Task objective: Word for word, set down every line of the entries below from the line with "async fn delete(&self, id: i64)" to the line with "pub mod notice;", including both, and no other line.

*** Opening of Exercise material ***

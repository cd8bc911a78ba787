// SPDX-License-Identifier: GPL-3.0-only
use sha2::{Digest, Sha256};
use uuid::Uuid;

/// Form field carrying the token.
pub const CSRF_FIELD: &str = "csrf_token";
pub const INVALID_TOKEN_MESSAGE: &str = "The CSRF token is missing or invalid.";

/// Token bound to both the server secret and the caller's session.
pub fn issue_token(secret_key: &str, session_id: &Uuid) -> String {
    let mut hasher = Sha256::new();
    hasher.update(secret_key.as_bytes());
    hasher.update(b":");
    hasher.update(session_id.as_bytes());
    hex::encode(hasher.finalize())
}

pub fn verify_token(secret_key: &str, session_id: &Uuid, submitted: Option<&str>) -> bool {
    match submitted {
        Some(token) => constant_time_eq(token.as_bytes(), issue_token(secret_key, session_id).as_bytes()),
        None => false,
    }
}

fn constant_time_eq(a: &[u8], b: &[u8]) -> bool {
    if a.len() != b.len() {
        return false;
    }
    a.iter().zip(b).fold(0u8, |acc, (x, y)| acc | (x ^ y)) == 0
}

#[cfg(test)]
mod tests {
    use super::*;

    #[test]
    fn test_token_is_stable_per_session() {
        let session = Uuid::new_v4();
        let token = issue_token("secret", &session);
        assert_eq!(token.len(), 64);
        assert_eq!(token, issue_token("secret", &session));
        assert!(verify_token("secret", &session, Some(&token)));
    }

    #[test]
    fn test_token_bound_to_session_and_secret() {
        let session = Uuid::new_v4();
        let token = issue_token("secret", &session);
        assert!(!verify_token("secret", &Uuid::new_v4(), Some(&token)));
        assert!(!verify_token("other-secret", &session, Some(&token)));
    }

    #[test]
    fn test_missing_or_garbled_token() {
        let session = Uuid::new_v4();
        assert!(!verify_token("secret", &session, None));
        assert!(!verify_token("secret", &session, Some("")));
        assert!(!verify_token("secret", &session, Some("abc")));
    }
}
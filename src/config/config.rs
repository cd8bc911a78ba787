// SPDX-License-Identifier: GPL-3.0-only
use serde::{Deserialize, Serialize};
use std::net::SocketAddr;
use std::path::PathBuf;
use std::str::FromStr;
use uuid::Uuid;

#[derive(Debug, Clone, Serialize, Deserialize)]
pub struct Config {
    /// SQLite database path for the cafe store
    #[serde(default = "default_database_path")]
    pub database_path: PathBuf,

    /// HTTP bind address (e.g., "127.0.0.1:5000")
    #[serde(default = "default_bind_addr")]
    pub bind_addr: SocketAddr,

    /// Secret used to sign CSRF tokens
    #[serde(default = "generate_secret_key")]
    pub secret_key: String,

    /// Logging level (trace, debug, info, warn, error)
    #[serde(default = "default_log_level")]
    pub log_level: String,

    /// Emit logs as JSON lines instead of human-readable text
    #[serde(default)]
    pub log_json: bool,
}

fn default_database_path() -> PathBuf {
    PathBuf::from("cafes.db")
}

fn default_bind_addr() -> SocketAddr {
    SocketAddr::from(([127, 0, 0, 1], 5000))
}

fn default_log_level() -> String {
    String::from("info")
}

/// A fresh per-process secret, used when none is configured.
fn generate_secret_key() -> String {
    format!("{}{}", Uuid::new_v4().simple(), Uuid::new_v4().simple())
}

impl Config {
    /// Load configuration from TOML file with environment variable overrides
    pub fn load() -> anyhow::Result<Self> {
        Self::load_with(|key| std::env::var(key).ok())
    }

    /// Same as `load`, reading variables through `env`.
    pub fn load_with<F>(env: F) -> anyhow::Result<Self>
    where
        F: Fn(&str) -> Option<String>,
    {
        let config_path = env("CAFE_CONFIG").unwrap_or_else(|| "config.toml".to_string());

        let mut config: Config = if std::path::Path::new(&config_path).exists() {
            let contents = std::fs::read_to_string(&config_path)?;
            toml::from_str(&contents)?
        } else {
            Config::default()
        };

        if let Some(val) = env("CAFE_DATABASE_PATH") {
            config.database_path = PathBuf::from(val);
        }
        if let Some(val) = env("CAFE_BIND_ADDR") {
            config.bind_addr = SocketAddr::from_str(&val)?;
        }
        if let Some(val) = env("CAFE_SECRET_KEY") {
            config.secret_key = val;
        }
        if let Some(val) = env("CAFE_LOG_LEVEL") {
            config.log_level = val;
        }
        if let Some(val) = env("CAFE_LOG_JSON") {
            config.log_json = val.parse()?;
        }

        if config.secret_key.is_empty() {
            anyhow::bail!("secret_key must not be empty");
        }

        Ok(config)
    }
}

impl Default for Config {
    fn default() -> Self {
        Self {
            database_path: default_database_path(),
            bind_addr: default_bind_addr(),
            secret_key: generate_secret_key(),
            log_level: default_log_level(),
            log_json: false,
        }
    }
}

*** Close of Exercise material ***
*** Opening of Exercise material ***

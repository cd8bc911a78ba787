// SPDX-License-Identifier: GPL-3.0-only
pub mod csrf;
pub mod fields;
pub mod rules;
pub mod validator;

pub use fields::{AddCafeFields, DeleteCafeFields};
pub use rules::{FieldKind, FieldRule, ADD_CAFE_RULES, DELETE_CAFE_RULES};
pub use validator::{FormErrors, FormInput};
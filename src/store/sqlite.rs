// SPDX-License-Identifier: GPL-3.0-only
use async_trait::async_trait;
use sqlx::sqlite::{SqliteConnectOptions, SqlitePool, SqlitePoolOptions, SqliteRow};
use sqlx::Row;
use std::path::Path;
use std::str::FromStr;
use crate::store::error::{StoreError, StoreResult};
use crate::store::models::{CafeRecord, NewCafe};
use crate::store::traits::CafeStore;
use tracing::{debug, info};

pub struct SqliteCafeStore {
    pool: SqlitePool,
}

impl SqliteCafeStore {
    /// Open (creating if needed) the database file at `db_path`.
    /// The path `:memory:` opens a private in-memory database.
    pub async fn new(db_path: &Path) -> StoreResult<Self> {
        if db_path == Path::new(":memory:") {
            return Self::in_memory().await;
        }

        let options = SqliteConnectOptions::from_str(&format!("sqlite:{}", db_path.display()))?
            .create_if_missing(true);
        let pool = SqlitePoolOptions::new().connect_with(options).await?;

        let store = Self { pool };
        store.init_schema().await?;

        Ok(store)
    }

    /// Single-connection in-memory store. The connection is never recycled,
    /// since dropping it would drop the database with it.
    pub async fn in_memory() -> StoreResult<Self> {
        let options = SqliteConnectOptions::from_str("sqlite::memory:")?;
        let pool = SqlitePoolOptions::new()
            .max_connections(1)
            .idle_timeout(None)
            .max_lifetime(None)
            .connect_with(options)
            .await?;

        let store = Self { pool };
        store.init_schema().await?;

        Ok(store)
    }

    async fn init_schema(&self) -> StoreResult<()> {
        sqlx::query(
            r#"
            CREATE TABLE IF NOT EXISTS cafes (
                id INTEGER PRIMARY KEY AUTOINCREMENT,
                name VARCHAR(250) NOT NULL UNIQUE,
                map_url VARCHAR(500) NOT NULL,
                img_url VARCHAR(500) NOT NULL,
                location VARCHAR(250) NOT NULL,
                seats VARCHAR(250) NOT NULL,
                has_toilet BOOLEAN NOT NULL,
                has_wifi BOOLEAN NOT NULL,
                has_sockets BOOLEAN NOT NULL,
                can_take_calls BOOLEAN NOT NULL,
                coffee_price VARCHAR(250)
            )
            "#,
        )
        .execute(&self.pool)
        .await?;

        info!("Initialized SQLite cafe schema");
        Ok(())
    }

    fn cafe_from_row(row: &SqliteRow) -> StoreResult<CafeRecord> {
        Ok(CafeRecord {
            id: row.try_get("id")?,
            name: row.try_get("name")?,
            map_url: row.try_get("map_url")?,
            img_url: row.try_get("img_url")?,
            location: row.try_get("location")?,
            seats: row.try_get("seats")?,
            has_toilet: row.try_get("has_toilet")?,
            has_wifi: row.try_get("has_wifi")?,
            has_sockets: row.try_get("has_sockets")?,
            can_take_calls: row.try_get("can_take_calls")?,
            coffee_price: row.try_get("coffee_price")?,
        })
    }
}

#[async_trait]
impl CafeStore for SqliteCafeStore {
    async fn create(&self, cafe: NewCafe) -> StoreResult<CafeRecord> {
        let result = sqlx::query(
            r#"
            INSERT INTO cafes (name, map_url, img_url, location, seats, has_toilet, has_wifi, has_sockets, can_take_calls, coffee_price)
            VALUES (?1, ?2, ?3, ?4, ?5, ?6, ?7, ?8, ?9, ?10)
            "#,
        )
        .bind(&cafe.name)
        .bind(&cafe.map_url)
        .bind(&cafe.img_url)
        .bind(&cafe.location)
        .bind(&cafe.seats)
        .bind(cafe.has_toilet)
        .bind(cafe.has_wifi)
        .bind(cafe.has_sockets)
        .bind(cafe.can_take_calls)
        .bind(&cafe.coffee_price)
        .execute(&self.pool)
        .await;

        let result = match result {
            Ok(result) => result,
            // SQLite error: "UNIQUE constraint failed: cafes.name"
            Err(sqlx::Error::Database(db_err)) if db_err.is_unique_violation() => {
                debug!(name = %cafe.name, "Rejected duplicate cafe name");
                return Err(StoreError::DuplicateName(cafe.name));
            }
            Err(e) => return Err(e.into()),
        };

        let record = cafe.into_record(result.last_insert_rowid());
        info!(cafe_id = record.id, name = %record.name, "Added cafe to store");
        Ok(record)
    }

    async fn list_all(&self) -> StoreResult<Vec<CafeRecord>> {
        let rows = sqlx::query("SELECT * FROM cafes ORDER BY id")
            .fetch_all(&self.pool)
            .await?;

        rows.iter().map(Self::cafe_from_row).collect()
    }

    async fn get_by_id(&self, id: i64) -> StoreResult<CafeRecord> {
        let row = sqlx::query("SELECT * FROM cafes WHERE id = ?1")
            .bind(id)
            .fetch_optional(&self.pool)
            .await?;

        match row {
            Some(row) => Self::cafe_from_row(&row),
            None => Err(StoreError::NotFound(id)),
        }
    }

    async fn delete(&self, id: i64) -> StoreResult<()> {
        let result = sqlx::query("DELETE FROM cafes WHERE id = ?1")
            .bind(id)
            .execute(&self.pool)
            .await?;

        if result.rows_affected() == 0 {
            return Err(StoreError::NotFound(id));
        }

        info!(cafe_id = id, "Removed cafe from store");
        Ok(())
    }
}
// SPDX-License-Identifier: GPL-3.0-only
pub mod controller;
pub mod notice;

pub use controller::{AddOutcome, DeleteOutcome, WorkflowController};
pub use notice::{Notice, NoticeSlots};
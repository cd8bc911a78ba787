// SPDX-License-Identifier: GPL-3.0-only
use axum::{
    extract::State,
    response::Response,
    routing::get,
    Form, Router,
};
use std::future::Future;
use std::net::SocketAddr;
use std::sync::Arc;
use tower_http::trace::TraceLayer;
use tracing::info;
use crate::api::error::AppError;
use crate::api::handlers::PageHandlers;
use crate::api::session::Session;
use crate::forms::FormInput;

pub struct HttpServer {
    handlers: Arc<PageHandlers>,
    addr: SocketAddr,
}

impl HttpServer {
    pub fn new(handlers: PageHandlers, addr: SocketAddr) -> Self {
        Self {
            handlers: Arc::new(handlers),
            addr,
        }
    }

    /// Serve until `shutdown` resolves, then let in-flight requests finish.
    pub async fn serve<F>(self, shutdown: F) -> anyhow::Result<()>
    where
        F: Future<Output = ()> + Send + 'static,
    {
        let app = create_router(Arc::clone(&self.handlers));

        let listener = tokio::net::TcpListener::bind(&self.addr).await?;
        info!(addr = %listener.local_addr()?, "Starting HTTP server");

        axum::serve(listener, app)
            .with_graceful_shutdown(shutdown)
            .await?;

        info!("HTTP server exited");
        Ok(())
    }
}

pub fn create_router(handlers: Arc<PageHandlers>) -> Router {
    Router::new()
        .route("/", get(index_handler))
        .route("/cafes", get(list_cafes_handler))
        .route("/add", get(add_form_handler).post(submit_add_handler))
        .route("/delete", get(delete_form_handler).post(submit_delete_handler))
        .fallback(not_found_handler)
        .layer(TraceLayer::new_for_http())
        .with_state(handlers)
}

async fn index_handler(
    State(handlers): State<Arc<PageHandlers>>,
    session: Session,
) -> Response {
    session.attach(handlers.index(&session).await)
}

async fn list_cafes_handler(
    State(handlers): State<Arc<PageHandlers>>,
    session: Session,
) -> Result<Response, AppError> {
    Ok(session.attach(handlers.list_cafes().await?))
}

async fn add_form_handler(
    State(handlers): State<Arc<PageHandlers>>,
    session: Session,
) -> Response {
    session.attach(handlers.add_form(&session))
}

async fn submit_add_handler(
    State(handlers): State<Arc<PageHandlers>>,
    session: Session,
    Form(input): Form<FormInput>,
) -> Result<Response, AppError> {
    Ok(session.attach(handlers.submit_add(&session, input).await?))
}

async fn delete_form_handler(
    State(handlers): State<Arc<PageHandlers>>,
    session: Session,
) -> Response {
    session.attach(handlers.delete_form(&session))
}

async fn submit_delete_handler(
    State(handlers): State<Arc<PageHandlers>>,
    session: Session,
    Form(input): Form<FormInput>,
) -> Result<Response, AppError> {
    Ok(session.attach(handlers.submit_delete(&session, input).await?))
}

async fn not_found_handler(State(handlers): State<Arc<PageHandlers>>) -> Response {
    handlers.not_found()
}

*** Close of Exercise material ***

Exercise answer:
    async fn delete(&self, id: i64) -> StoreResult<()> {
        let result = sqlx::query("DELETE FROM cafes WHERE id = ?1")
            .bind(id)
            .execute(&self.pool)
            .await?;

        if result.rows_affected() == 0 {
            return Err(StoreError::NotFound(id));
        }

        info!(cafe_id = id, "Removed cafe from store");
        Ok(())
    }
}
// SPDX-License-Identifier: GPL-3.0-only
pub mod controller;
pub mod notice;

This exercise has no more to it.